§ YOUR INSTRUCTIONS:
Everything from the line containing "pub struct ScheduleHandle" through the line containing "async fn runs_repeatedly_at_the_configured_period()" in the listing below should be copied exactly, and nothing more.

___ SUPPLIED INFORMATION ___

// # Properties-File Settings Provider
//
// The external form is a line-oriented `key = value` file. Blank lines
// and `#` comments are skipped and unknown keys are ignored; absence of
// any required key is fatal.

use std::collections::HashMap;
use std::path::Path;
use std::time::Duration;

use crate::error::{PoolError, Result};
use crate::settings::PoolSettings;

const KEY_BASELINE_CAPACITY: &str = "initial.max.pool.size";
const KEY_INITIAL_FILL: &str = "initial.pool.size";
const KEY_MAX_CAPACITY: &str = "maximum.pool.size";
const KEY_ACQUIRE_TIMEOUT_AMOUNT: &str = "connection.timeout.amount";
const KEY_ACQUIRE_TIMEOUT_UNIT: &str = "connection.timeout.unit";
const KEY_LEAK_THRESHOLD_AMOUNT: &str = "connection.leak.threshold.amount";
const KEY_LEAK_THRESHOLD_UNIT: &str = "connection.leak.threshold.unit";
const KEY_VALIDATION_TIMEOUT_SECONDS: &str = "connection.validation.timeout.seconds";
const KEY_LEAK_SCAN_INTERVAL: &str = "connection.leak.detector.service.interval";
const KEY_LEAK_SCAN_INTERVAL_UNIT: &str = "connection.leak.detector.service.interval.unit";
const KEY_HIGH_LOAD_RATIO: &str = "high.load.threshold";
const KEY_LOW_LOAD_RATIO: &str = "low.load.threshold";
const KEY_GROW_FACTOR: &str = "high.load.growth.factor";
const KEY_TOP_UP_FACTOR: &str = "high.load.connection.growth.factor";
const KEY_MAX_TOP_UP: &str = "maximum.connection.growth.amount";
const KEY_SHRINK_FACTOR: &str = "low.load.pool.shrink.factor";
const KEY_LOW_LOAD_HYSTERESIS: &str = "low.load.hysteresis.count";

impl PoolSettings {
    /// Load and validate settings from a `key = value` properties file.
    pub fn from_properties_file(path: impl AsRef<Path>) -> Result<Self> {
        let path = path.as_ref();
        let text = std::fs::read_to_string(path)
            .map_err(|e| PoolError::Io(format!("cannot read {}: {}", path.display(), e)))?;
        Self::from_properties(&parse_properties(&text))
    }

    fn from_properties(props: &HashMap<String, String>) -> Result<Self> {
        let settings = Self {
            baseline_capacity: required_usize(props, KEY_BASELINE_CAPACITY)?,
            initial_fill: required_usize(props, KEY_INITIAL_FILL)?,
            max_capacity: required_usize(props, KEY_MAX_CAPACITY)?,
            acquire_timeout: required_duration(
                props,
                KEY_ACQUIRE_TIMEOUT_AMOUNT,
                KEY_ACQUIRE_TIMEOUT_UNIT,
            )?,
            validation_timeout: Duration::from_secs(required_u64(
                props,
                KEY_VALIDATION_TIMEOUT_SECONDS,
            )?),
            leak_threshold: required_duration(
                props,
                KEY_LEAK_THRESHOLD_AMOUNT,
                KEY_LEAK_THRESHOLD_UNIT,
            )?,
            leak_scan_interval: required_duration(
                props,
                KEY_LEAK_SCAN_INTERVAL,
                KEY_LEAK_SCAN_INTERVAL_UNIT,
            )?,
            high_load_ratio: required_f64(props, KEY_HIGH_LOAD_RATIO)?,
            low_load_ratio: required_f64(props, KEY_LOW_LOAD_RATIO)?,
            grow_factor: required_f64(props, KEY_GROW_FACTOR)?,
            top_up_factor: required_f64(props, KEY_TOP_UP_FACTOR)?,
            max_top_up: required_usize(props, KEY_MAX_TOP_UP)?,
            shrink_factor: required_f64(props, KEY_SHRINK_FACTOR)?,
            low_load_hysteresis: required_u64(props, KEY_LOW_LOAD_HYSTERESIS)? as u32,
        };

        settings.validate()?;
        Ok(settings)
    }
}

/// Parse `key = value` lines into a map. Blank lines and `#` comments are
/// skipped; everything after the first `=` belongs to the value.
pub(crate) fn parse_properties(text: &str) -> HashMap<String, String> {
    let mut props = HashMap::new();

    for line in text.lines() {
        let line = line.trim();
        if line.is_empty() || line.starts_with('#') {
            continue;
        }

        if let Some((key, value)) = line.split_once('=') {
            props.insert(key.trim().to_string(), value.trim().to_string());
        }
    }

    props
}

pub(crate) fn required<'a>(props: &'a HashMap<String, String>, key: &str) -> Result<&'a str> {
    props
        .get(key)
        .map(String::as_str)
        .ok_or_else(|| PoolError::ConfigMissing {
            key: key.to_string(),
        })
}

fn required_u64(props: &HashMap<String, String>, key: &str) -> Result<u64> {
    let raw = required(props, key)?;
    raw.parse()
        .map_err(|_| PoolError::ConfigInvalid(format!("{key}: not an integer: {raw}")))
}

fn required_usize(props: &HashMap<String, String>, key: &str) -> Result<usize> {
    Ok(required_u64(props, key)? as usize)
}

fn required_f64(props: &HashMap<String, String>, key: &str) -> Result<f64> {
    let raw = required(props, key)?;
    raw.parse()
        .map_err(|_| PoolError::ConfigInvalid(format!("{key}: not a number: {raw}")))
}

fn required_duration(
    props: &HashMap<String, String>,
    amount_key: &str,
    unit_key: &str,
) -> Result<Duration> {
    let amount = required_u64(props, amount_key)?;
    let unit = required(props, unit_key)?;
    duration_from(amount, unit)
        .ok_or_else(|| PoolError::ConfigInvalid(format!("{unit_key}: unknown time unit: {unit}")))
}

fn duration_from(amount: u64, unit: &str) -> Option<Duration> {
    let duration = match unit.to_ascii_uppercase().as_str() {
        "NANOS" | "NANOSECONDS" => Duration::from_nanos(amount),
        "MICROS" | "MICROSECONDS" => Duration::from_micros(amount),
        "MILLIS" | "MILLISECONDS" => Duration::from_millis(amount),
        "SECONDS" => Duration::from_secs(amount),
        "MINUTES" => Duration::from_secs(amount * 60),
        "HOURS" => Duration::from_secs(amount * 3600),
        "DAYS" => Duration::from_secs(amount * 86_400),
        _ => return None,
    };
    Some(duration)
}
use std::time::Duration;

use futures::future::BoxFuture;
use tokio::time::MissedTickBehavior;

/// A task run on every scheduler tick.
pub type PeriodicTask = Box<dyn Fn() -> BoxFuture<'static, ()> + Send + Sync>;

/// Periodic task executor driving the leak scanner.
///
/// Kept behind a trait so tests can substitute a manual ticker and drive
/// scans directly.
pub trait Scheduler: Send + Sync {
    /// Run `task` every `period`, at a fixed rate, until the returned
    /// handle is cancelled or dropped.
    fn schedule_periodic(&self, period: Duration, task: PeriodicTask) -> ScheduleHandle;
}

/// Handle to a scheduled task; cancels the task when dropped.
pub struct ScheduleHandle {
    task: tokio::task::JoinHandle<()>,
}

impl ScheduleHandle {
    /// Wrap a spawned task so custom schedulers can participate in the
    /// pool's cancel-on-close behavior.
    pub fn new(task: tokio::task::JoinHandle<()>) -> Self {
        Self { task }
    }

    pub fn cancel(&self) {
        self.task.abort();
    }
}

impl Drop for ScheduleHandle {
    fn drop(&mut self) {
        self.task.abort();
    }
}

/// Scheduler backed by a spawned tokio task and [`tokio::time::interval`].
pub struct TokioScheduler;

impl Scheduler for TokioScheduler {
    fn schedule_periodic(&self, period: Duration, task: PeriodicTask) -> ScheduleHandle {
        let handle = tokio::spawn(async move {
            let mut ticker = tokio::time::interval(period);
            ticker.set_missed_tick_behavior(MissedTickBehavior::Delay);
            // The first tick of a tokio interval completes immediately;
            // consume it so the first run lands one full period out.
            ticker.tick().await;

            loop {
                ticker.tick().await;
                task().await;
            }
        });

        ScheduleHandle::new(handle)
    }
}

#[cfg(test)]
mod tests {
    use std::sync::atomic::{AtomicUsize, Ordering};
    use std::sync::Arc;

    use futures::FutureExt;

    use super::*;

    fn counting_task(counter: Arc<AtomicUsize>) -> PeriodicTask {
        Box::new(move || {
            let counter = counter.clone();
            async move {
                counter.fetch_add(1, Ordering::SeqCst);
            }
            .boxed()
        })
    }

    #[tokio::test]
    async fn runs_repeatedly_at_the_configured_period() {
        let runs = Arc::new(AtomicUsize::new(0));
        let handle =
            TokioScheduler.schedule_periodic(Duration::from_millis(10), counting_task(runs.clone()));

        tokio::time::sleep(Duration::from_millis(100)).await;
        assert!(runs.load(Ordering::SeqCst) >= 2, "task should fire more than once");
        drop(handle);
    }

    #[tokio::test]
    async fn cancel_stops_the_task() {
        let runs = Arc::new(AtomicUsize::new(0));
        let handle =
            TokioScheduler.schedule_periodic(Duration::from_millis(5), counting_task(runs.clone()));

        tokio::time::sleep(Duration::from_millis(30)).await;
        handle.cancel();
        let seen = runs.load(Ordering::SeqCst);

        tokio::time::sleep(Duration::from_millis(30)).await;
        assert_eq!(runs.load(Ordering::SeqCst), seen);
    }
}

___

§ FINISHED EXERCISE:
pub struct ScheduleHandle {
    task: tokio::task::JoinHandle<()>,
}

impl ScheduleHandle {
    /// Wrap a spawned task so custom schedulers can participate in the
    /// pool's cancel-on-close behavior.
    pub fn new(task: tokio::task::JoinHandle<()>) -> Self {
        Self { task }
    }

    pub fn cancel(&self) {
        self.task.abort();
    }
}

impl Drop for ScheduleHandle {
    fn drop(&mut self) {
        self.task.abort();
    }
}

/// Scheduler backed by a spawned tokio task and [`tokio::time::interval`].
pub struct TokioScheduler;

impl Scheduler for TokioScheduler {
    fn schedule_periodic(&self, period: Duration, task: PeriodicTask) -> ScheduleHandle {
        let handle = tokio::spawn(async move {
            let mut ticker = tokio::time::interval(period);
            ticker.set_missed_tick_behavior(MissedTickBehavior::Delay);
            // The first tick of a tokio interval completes immediately;
            // consume it so the first run lands one full period out.
            ticker.tick().await;

            loop {
                ticker.tick().await;
                task().await;
            }
        });

        ScheduleHandle::new(handle)
    }
}

#[cfg(test)]
mod tests {
    use std::sync::atomic::{AtomicUsize, Ordering};
    use std::sync::Arc;

    use futures::FutureExt;

    use super::*;

    fn counting_task(counter: Arc<AtomicUsize>) -> PeriodicTask {
        Box::new(move || {
            let counter = counter.clone();
            async move {
                counter.fetch_add(1, Ordering::SeqCst);
            }
            .boxed()
        })
    }

    #[tokio::test]
    async fn runs_repeatedly_at_the_configured_period() {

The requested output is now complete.